WHAT YOU SHOULD DO: From the first line onward, reproduce the records exactly; the final line to include is the one holding "use thiserror::Error;".
======== THE DATA ========
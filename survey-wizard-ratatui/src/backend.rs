//! Terminal event loop driving a [`Wizard`].
//!
//! Keys are mapped to wizard events; after every event the screen is redrawn
//! from the form and the [`TerminalSurface`].

use crossterm::{
    event::{
        self, DisableMouseCapture, EnableMouseCapture, Event, KeyCode, KeyEvent, KeyEventKind,
        KeyModifiers,
    },
    execute,
    terminal::{EnterAlternateScreen, LeaveAlternateScreen, disable_raw_mode, enable_raw_mode},
};
use ratatui::{Terminal, prelude::CrosstermBackend};
use std::io::{self, Stdout};
use survey_wizard::{
    Field, FieldKind, FieldName, FieldValue, Form, MemoryLocation, PageId, Step, Submitter,
    SurveyError, Wizard, WizardEvent,
};
use thiserror::Error;
use tracing::debug;

use crate::draw::{self, Screen};
use crate::{TerminalSurface, Theme};

/// The wizard as driven by the terminal.
pub type TerminalWizard<T> = Wizard<TerminalSurface, MemoryLocation, T>;

/// Error type for the terminal front-end.
#[derive(Debug, Error)]
pub enum RatatuiError {
    /// User quit before finishing (e.g., pressed Esc).
    #[error("Survey cancelled by user")]
    Cancelled,

    /// An I/O error occurred.
    #[error("I/O error: {0}")]
    Io(#[from] std::io::Error),

    /// Terminal setup/restore error.
    #[error("Terminal error: {0}")]
    Terminal(String),

    /// The wizard rejected an event.
    #[error(transparent)]
    Survey(#[from] SurveyError),
}

/// Option labels and submitted values of a group field.
pub(crate) fn choices(kind: &FieldKind) -> Vec<(String, String)> {
    match kind {
        FieldKind::Confirm => vec![
            ("Yes".to_string(), "true".to_string()),
            ("No".to_string(), "false".to_string()),
        ],
        other => other
            .options()
            .iter()
            .map(|option| (option.clone(), option.clone()))
            .collect(),
    }
}

/// What a key press asks for.
#[derive(Debug, Clone, PartialEq)]
pub(crate) enum Action {
    Event(WizardEvent),
    Back,
    Forward,
    Quit,
    Finish,
}

/// Which field, and which option of it, has keyboard focus.
#[derive(Debug, Clone, Default)]
pub(crate) struct Controls {
    step: usize,
    field: usize,
    option: usize,
}

impl Controls {
    pub(crate) fn field(&self) -> usize {
        self.field
    }

    pub(crate) fn option(&self) -> usize {
        self.option
    }

    /// Fields of `step` that are currently shown.
    pub(crate) fn visible_fields<'a>(&self, step: &'a Step, form: &Form) -> Vec<&'a Field> {
        step.fields
            .iter()
            .filter(|field| form.is_visible(field.name()))
            .collect()
    }

    fn reset(&mut self, step: usize) {
        *self = Self {
            step,
            ..Self::default()
        };
    }

    /// Move focus to `name` if it is shown on the current step.
    fn focus(&mut self, name: &FieldName, step: &Step, form: &Form) {
        if let Some(position) = self
            .visible_fields(step, form)
            .iter()
            .position(|field| field.name() == name)
        {
            self.field = position;
            self.option = 0;
        }
    }

    /// Map a key press to actions, given the wizard's current state.
    pub(crate) fn map_key<T: Submitter>(
        &mut self,
        key: KeyEvent,
        wizard: &TerminalWizard<T>,
    ) -> Vec<Action> {
        if key.modifiers.contains(KeyModifiers::ALT) {
            return match key.code {
                KeyCode::Left => vec![Action::Back],
                KeyCode::Right => vec![Action::Forward],
                _ => Vec::new(),
            };
        }

        if wizard.is_completed() {
            return match key.code {
                KeyCode::Enter | KeyCode::Esc => vec![Action::Finish],
                _ => Vec::new(),
            };
        }

        match (wizard.page(), key.code) {
            (_, KeyCode::Esc) => vec![Action::Quit],
            (PageId::Landing, KeyCode::Enter) => vec![Action::Event(WizardEvent::ViewSurvey)],
            (PageId::Intro, KeyCode::Enter) => vec![Action::Event(WizardEvent::StartSurvey)],
            (PageId::SurveyForm, code) => self.map_form_key(code, wizard),
            _ => Vec::new(),
        }
    }

    fn map_form_key<T: Submitter>(&mut self, code: KeyCode, wizard: &TerminalWizard<T>) -> Vec<Action> {
        if self.step != wizard.step() {
            self.reset(wizard.step());
        }
        let Some(step) = wizard.definition().step(wizard.step()) else {
            return Vec::new();
        };
        let visible = self.visible_fields(step, wizard.form());
        let Some(field) = visible.get(self.field).copied() else {
            return Vec::new();
        };
        let name = field.name().clone();
        let options = choices(field.kind());

        match code {
            KeyCode::Enter => {
                let is_last = wizard.step() + 1 == wizard.definition().len();
                let event = if is_last {
                    WizardEvent::Submit
                } else {
                    WizardEvent::Next
                };
                vec![Action::Event(WizardEvent::Blur { field: name }), Action::Event(event)]
            }
            KeyCode::PageDown => vec![Action::Event(WizardEvent::Next)],
            KeyCode::PageUp => vec![Action::Event(WizardEvent::Previous)],
            KeyCode::Tab => {
                self.field = (self.field + 1) % visible.len();
                self.option = 0;
                vec![Action::Event(WizardEvent::Blur { field: name })]
            }
            KeyCode::BackTab => {
                self.field = (self.field + visible.len() - 1) % visible.len();
                self.option = 0;
                vec![Action::Event(WizardEvent::Blur { field: name })]
            }
            KeyCode::Up if !options.is_empty() => {
                self.option = self.option.saturating_sub(1);
                Vec::new()
            }
            KeyCode::Down if !options.is_empty() => {
                self.option = (self.option + 1).min(options.len() - 1);
                Vec::new()
            }
            KeyCode::Char(' ') if !options.is_empty() => {
                let Some((_, value)) = options.get(self.option) else {
                    return Vec::new();
                };
                let event = match field.kind() {
                    FieldKind::AnyOf(_) => {
                        let checked = wizard
                            .form()
                            .get_checked(&name)
                            .is_ok_and(|checked| checked.contains(value));
                        WizardEvent::Toggle {
                            group: name,
                            option: value.clone(),
                            checked: !checked,
                        }
                    }
                    _ => WizardEvent::Edit {
                        field: name,
                        value: FieldValue::Choice(Some(value.clone())),
                    },
                };
                vec![Action::Event(event)]
            }
            KeyCode::Char(c) if field.kind().is_text() => {
                let mut text = wizard.form().get_text(&name).unwrap_or_default().to_string();
                text.push(c);
                vec![Action::Event(WizardEvent::Edit {
                    field: name,
                    value: FieldValue::Text(text),
                })]
            }
            KeyCode::Backspace if field.kind().is_text() => {
                let mut text = wizard.form().get_text(&name).unwrap_or_default().to_string();
                if text.pop().is_none() {
                    return Vec::new();
                }
                vec![Action::Event(WizardEvent::Edit {
                    field: name,
                    value: FieldValue::Text(text),
                })]
            }
            _ => Vec::new(),
        }
    }
}

/// Ratatui front-end for the survey wizard.
#[derive(Debug, Clone)]
pub struct RatatuiApp {
    /// Title shown on the landing page.
    title: String,
    /// Color theme for the UI.
    theme: Theme,
}

impl Default for RatatuiApp {
    fn default() -> Self {
        Self::new()
    }
}

impl RatatuiApp {
    pub fn new() -> Self {
        Self {
            title: "Survey".to_string(),
            theme: Theme::default(),
        }
    }

    /// Set the title shown on the landing page.
    pub fn with_title(mut self, title: impl Into<String>) -> Self {
        self.title = title.into();
        self
    }

    /// Set a custom color theme.
    pub fn with_theme(mut self, theme: Theme) -> Self {
        self.theme = theme;
        self
    }

    fn setup_terminal(&self) -> Result<Terminal<CrosstermBackend<Stdout>>, RatatuiError> {
        enable_raw_mode()?;
        let mut stdout = io::stdout();
        execute!(stdout, EnterAlternateScreen, EnableMouseCapture)?;
        let backend = CrosstermBackend::new(stdout);
        let terminal = Terminal::new(backend)?;
        Ok(terminal)
    }

    fn restore_terminal(
        &self,
        terminal: &mut Terminal<CrosstermBackend<Stdout>>,
    ) -> Result<(), RatatuiError> {
        disable_raw_mode()?;
        execute!(
            terminal.backend_mut(),
            LeaveAlternateScreen,
            DisableMouseCapture
        )?;
        terminal.show_cursor()?;
        Ok(())
    }

    /// Run `wizard` until the user finishes after a successful submission.
    ///
    /// The wizard must already be started. Quitting early gives
    /// [`RatatuiError::Cancelled`].
    pub async fn run<T: Submitter>(&self, wizard: &mut TerminalWizard<T>) -> Result<(), RatatuiError> {
        let mut terminal = self.setup_terminal()?;
        let result = self.event_loop(&mut terminal, wizard).await;
        self.restore_terminal(&mut terminal)?;
        result
    }

    async fn event_loop<T: Submitter>(
        &self,
        terminal: &mut Terminal<CrosstermBackend<Stdout>>,
        wizard: &mut TerminalWizard<T>,
    ) -> Result<(), RatatuiError> {
        let mut controls = Controls::default();

        loop {
            terminal.draw(|frame| {
                let screen = Screen {
                    title: &self.title,
                    theme: &self.theme,
                    definition: wizard.definition(),
                    form: wizard.form(),
                    surface: wizard.surface(),
                    controls: &controls,
                };
                draw::draw(frame, &screen);
            })?;

            let event = tokio::task::spawn_blocking(event::read)
                .await
                .map_err(|err| RatatuiError::Terminal(err.to_string()))??;
            let Event::Key(key) = event else {
                continue;
            };
            if key.kind != KeyEventKind::Press {
                continue;
            }

            for action in controls.map_key(key, wizard) {
                match action {
                    Action::Quit => return Err(RatatuiError::Cancelled),
                    Action::Finish => return Ok(()),
                    Action::Back => {
                        if wizard.location_mut().back() {
                            wizard.handle(WizardEvent::LocationChanged).await?;
                        }
                    }
                    Action::Forward => {
                        if wizard.location_mut().forward() {
                            wizard.handle(WizardEvent::LocationChanged).await?;
                        }
                    }
                    Action::Event(event) => {
                        if let WizardEvent::Edit { field, .. } | WizardEvent::Toggle { group: field, .. } =
                            &event
                        {
                            wizard.surface_mut().clear_report(field);
                        }
                        let reaction = wizard.handle(event).await?;
                        debug!(?reaction, "event handled");
                    }
                }
            }

            if wizard.surface_mut().take_scroll_request() {
                controls.reset(wizard.step());
            }
            if let Some(field) = wizard.surface_mut().take_focus_request() {
                if let Some(step) = wizard.definition().step(wizard.step()) {
                    controls.focus(&field, step, wizard.form());
                }
            }
        }
    }
}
========
TASK ANSWER:
filename survey-wizard-ratatui/src/backend.rs
//! Terminal event loop driving a [`Wizard`].
//!
//! Keys are mapped to wizard events; after every event the screen is redrawn
//! from the form and the [`TerminalSurface`].

use crossterm::{
    event::{
        self, DisableMouseCapture, EnableMouseCapture, Event, KeyCode, KeyEvent, KeyEventKind,
        KeyModifiers,
    },
    execute,
    terminal::{EnterAlternateScreen, LeaveAlternateScreen, disable_raw_mode, enable_raw_mode},
};
use ratatui::{Terminal, prelude::CrosstermBackend};
use std::io::{self, Stdout};
use survey_wizard::{
    Field, FieldKind, FieldName, FieldValue, Form, MemoryLocation, PageId, Step, Submitter,
    SurveyError, Wizard, WizardEvent,
};
use thiserror::Error;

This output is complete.